Carmel's Aubergine Earns Number Five Zagat Ranking, Beating Out Slanted Door, Chez Panisse
September 20, 2011
First our coastline stole their hearts.
Then our sharks and otters stole their imagination.
Now one of our finest restaurants has stolen a lofty honor they normally call theirs.
OK, steal isn’t the most precise term ever, because the just-bestowed Top 5 Zagat honor was certainly earned by tiny Aubergine (624-8578), which bested thousands of Bay Area and Napa restaurants like Chez Panisse, La Folie and the Restaurant at Meadowood in the rankings’ 2012 edition.
But Aubergine did go from unranked to that lofty spot. That doesn't happen too often.
Only (from first to fourth) Gary Danko, The French Laundry, Cyrus and Manresa scored better.
I went a few months ago to see what alchemy Chef Justin Cogley, pastry kingpin Ron Mendoza and Wine Director Thomas Perez were crafting. To this day I have a hard time articulating the creativity, elegance and excitement of a meal that began with a simple grid of words like “lobster,” “avocado” and “bull’s blood.”
But that didn’t stop me from trying, with a piece called "New Chef at Aubergine, Justin Cogley, Delivers Big."
Here's a taste of what I wrote then, and what has Zagat nodding and Napa and S.F. plotting revenge:
When a colleague overheard me marveling at the meal, he asked me what kind of food it was.
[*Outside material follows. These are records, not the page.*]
//! Listener registry.
//!
//! Tracks registered callbacks and delivers events to them. Each callback is
//! isolated: a panicking listener is logged and skipped, and delivery to the
//! remaining listeners continues.

use dashmap::DashMap;
use std::hash::Hash;
use std::panic::{catch_unwind, AssertUnwindSafe};
use std::sync::{Arc, Weak};

/// Unique identifier of a registered listener.
pub type ListenerId = String;

/// A registered callback.
pub type Callback<T> = Arc<dyn Fn(&T) + Send + Sync>;

struct Listener<K, T> {
    key: K,
    callback: Callback<T>,
}

/// Callbacks grouped by key.
///
/// Thread-safe and can be shared via `Arc`.
pub struct ListenerRegistry<K, T> {
    /// All listeners, keyed by listener ID.
    listeners: DashMap<ListenerId, Listener<K, T>>,
    /// Index of listener IDs by key, in registration order.
    by_key: DashMap<K, Vec<ListenerId>>,
}

impl<K, T> Default for ListenerRegistry<K, T>
where
    K: Eq + Hash + Clone,
{
    fn default() -> Self {
        Self {
            listeners: DashMap::new(),
            by_key: DashMap::new(),
        }
    }
}

impl<K, T> ListenerRegistry<K, T>
where
    K: Eq + Hash + Clone + std::fmt::Debug + Send + Sync + 'static,
    T: 'static,
{
    /// Create a new registry.
    pub fn new() -> Self {
        Self::default()
    }

    /// Create a new registry wrapped in Arc for sharing.
    pub fn new_shared() -> Arc<Self> {
        Arc::new(Self::new())
    }

    /// Register a callback under `key`. Returns the listener ID.
    pub fn register(&self, key: K, callback: Callback<T>) -> ListenerId {
        let id = uuid::Uuid::new_v4().to_string();

        self.listeners.insert(
            id.clone(),
            Listener {
                key: key.clone(),
                callback,
            },
        );
        self.by_key.entry(key).or_default().push(id.clone());

        tracing::debug!(listener_id = %id, "Listener registered");
        id
    }

    /// Register a callback and return a handle that can remove it.
    pub fn subscribe(self: &Arc<Self>, key: K, callback: Callback<T>) -> Subscription
    where
        T: Send + Sync,
    {
        let id = self.register(key, callback);
        let registry: Weak<Self> = Arc::downgrade(self);
        let listener_id = id.clone();
        Subscription {
            id,
            cancel: Some(Box::new(move || {
                if let Some(registry) = registry.upgrade() {
                    registry.unregister(&listener_id);
                }
            })),
        }
    }

    /// Remove a listener. Returns whether it was registered.
    pub fn unregister(&self, id: &str) -> bool {
        let Some((_, listener)) = self.listeners.remove(id) else {
            return false;
        };

        if let Some(mut ids) = self.by_key.get_mut(&listener.key) {
            ids.retain(|other| other != id);
            // Clean up empty entries
            if ids.is_empty() {
                drop(ids);
                self.by_key.remove(&listener.key);
            }
        }

        tracing::debug!(listener_id = %id, key = ?listener.key, "Listener unregistered");
        true
    }

    /// Deliver `event` to every listener registered under `key`.
    ///
    /// Returns the number of listeners that handled the event without
    /// panicking.
    pub fn notify(&self, key: &K, event: &T) -> usize {
        // Collect first so callbacks may (un)register without deadlocking.
        let callbacks: Vec<(ListenerId, Callback<T>)> = match self.by_key.get(key) {
            Some(ids) => ids
                .iter()
                .filter_map(|id| {
                    self.listeners
                        .get(id)
                        .map(|l| (id.clone(), l.callback.clone()))
                })
                .collect(),
            None => return 0,
        };

        let mut delivered = 0;
        for (id, callback) in callbacks {
            match catch_unwind(AssertUnwindSafe(|| callback(event))) {
                Ok(()) => delivered += 1,
                Err(_) => {
                    tracing::warn!(listener_id = %id, key = ?key, "Listener panicked; continuing delivery");
                }
            }
        }
        delivered
    }

    /// Get the number of registered listeners.
    pub fn listener_count(&self) -> usize {
        self.listeners.len()
    }

    /// Get the number of keys with at least one listener.
    pub fn key_count(&self) -> usize {
        self.by_key.len()
    }
}

/// Handle returned when registering a listener.
///
/// Dropping the handle keeps the listener registered; call
/// [`Subscription::unsubscribe`] to remove it.
pub struct Subscription {
    id: ListenerId,
    cancel: Option<Box<dyn FnOnce() + Send + Sync>>,
}

impl Subscription {
    pub fn id(&self) -> &str {
        &self.id
    }

    /// Stop receiving events.
    pub fn unsubscribe(mut self) {
        if let Some(cancel) = self.cancel.take() {
            cancel();
        }
    }
}

impl std::fmt::Debug for Subscription {
    fn fmt(&self, f: &mut std::fmt::Formatter<'_>) -> std::fmt::Result {
        f.debug_struct("Subscription").field("id", &self.id).finish()
    }
}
I told him that it doesn’t really work like that. I described the abalone dish instead. “O....K,” he replied. The very alignment of the “spontaneous chef’s tasting menu” ($125) hints at the unique wonder to come: There are no courses listed, only a four-by-four grid of 16 elements—oyster and abalone, maple and Maine lobster, bull’s blood and blood orange—that ready the palate for unprecedented partnerships designed, in the wildly understated parlance of Cogley, “to enhance one another.” (There’s also a four-course for $89; both can come with sommelier Thomas Perez’s impeccable wine pairings for $$110 and $75, respectively.) The idea is to leverage the powers of chef creativity and customer intrigue. “There will always be those who look only at technique, who ask how,” reads a quote on one of the menus from photographer Man Ray, “while others of a more curious nature will ask why, personally, I have always preferred inspiration to information.”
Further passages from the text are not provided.